(Recorded information begins)

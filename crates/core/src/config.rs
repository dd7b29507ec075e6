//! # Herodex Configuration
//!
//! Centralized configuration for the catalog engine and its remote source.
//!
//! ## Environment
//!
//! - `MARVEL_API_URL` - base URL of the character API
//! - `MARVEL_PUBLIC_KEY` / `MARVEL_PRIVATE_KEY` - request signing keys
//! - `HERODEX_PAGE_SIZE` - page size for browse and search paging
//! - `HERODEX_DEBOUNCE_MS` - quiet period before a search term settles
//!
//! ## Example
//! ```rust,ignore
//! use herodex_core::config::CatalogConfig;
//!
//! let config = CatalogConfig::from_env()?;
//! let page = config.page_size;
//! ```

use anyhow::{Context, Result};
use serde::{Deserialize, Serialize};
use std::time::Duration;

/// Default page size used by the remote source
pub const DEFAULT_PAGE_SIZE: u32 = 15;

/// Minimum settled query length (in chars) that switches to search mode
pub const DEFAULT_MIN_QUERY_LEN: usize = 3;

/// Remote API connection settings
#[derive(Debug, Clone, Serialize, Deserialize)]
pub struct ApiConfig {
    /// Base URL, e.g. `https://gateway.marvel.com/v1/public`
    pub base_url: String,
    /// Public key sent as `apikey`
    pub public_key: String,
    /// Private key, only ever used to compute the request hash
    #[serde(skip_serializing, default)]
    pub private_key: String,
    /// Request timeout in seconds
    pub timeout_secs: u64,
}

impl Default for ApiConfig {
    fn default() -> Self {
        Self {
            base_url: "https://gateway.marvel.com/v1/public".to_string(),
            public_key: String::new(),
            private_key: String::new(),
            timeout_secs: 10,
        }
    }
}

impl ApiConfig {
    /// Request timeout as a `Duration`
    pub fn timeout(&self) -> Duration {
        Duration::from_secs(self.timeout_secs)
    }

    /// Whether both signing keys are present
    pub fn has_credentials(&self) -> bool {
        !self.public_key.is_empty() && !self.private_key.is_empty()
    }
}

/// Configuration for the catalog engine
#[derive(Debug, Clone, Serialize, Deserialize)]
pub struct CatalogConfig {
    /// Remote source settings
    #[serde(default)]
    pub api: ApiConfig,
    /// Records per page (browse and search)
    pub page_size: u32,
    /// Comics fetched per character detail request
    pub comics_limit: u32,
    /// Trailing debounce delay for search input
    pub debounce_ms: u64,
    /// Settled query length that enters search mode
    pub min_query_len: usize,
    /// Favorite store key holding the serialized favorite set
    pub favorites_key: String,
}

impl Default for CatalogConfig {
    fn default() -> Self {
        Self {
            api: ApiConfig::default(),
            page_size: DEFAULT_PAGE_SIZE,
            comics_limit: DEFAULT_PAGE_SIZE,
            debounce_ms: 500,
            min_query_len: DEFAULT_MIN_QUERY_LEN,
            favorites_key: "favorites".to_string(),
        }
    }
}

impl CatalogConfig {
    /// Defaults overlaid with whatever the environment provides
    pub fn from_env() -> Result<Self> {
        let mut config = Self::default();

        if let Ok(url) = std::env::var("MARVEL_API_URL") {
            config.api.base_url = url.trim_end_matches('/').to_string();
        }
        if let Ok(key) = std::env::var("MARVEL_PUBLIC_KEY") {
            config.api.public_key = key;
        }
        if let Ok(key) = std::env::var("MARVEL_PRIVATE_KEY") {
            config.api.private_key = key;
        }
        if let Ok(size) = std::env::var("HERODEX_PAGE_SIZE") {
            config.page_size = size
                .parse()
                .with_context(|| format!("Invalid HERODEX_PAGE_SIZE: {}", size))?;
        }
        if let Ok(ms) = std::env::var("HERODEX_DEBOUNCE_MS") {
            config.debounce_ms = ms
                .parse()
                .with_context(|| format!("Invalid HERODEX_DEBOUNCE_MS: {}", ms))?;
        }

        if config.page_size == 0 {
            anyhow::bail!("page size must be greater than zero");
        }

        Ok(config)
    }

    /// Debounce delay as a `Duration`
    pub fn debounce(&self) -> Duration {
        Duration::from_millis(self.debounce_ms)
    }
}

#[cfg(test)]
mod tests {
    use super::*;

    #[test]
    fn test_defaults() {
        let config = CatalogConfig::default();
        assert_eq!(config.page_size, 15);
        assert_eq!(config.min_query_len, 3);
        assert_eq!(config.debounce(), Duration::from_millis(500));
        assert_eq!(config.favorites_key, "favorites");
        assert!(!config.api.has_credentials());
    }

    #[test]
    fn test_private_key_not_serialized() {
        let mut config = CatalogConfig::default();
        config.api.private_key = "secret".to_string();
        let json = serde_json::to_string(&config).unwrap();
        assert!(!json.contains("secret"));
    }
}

(Recorded information ends)

■ **Work order**: Print out every record again, exactly and in full.

■ **Exercise response**:
filename crates/core/src/config.rs
repository dd7b29507ec075e6
//! # Herodex Configuration
//!
//! Centralized configuration for the catalog engine and its remote source.
//!
//! ## Environment
//!
//! - `MARVEL_API_URL` - base URL of the character API
//! - `MARVEL_PUBLIC_KEY` / `MARVEL_PRIVATE_KEY` - request signing keys
//! - `HERODEX_PAGE_SIZE` - page size for browse and search paging
//! - `HERODEX_DEBOUNCE_MS` - quiet period before a search term settles
//!
//! ## Example
//! ```rust,ignore
//! use herodex_core::config::CatalogConfig;
//!
//! let config = CatalogConfig::from_env()?;
//! let page = config.page_size;
//! ```

use anyhow::{Context, Result};
use serde::{Deserialize, Serialize};
use std::time::Duration;

/// Default page size used by the remote source
pub const DEFAULT_PAGE_SIZE: u32 = 15;

/// Minimum settled query length (in chars) that switches to search mode
pub const DEFAULT_MIN_QUERY_LEN: usize = 3;

/// Remote API connection settings
#[derive(Debug, Clone, Serialize, Deserialize)]
pub struct ApiConfig {
    /// Base URL, e.g. `https://gateway.marvel.com/v1/public`
    pub base_url: String,
    /// Public key sent as `apikey`
    pub public_key: String,
    /// Private key, only ever used to compute the request hash
    #[serde(skip_serializing, default)]
    pub private_key: String,
    /// Request timeout in seconds
    pub timeout_secs: u64,
}

impl Default for ApiConfig {
    fn default() -> Self {
        Self {
            base_url: "https://gateway.marvel.com/v1/public".to_string(),
            public_key: String::new(),
            private_key: String::new(),
            timeout_secs: 10,
        }
    }
}

impl ApiConfig {
    /// Request timeout as a `Duration`
    pub fn timeout(&self) -> Duration {
        Duration::from_secs(self.timeout_secs)
    }

    /// Whether both signing keys are present
    pub fn has_credentials(&self) -> bool {
        !self.public_key.is_empty() && !self.private_key.is_empty()
    }
}

/// Configuration for the catalog engine
#[derive(Debug, Clone, Serialize, Deserialize)]
pub struct CatalogConfig {
    /// Remote source settings
    #[serde(default)]
    pub api: ApiConfig,
    /// Records per page (browse and search)
    pub page_size: u32,
    /// Comics fetched per character detail request
    pub comics_limit: u32,
    /// Trailing debounce delay for search input
    pub debounce_ms: u64,
    /// Settled query length that enters search mode
    pub min_query_len: usize,
    /// Favorite store key holding the serialized favorite set
    pub favorites_key: String,
}

impl Default for CatalogConfig {
    fn default() -> Self {
        Self {
            api: ApiConfig::default(),
            page_size: DEFAULT_PAGE_SIZE,
            comics_limit: DEFAULT_PAGE_SIZE,
            debounce_ms: 500,
            min_query_len: DEFAULT_MIN_QUERY_LEN,
            favorites_key: "favorites".to_string(),
        }
    }
}

impl CatalogConfig {
    /// Defaults overlaid with whatever the environment provides
    pub fn from_env() -> Result<Self> {
        let mut config = Self::default();

        if let Ok(url) = std::env::var("MARVEL_API_URL") {
            config.api.base_url = url.trim_end_matches('/').to_string();
        }
        if let Ok(key) = std::env::var("MARVEL_PUBLIC_KEY") {
            config.api.public_key = key;
        }
        if let Ok(key) = std::env::var("MARVEL_PRIVATE_KEY") {
            config.api.private_key = key;
        }
        if let Ok(size) = std::env::var("HERODEX_PAGE_SIZE") {
            config.page_size = size
                .parse()
                .with_context(|| format!("Invalid HERODEX_PAGE_SIZE: {}", size))?;
        }
        if let Ok(ms) = std::env::var("HERODEX_DEBOUNCE_MS") {
            config.debounce_ms = ms
                .parse()
                .with_context(|| format!("Invalid HERODEX_DEBOUNCE_MS: {}", ms))?;
        }

        if config.page_size == 0 {
            anyhow::bail!("page size must be greater than zero");
        }

        Ok(config)
    }

    /// Debounce delay as a `Duration`
    pub fn debounce(&self) -> Duration {
        Duration::from_millis(self.debounce_ms)
    }
}

#[cfg(test)]
mod tests {
    use super::*;

    #[test]
    fn test_defaults() {
        let config = CatalogConfig::default();
        assert_eq!(config.page_size, 15);
        assert_eq!(config.min_query_len, 3);
        assert_eq!(config.debounce(), Duration::from_millis(500));
        assert_eq!(config.favorites_key, "favorites");
        assert!(!config.api.has_credentials());
    }

    #[test]
    fn test_private_key_not_serialized() {
        let mut config = CatalogConfig::default();
        config.api.private_key = "secret".to_string();
        let json = serde_json::to_string(&config).unwrap();
        assert!(!json.contains("secret"));
    }
}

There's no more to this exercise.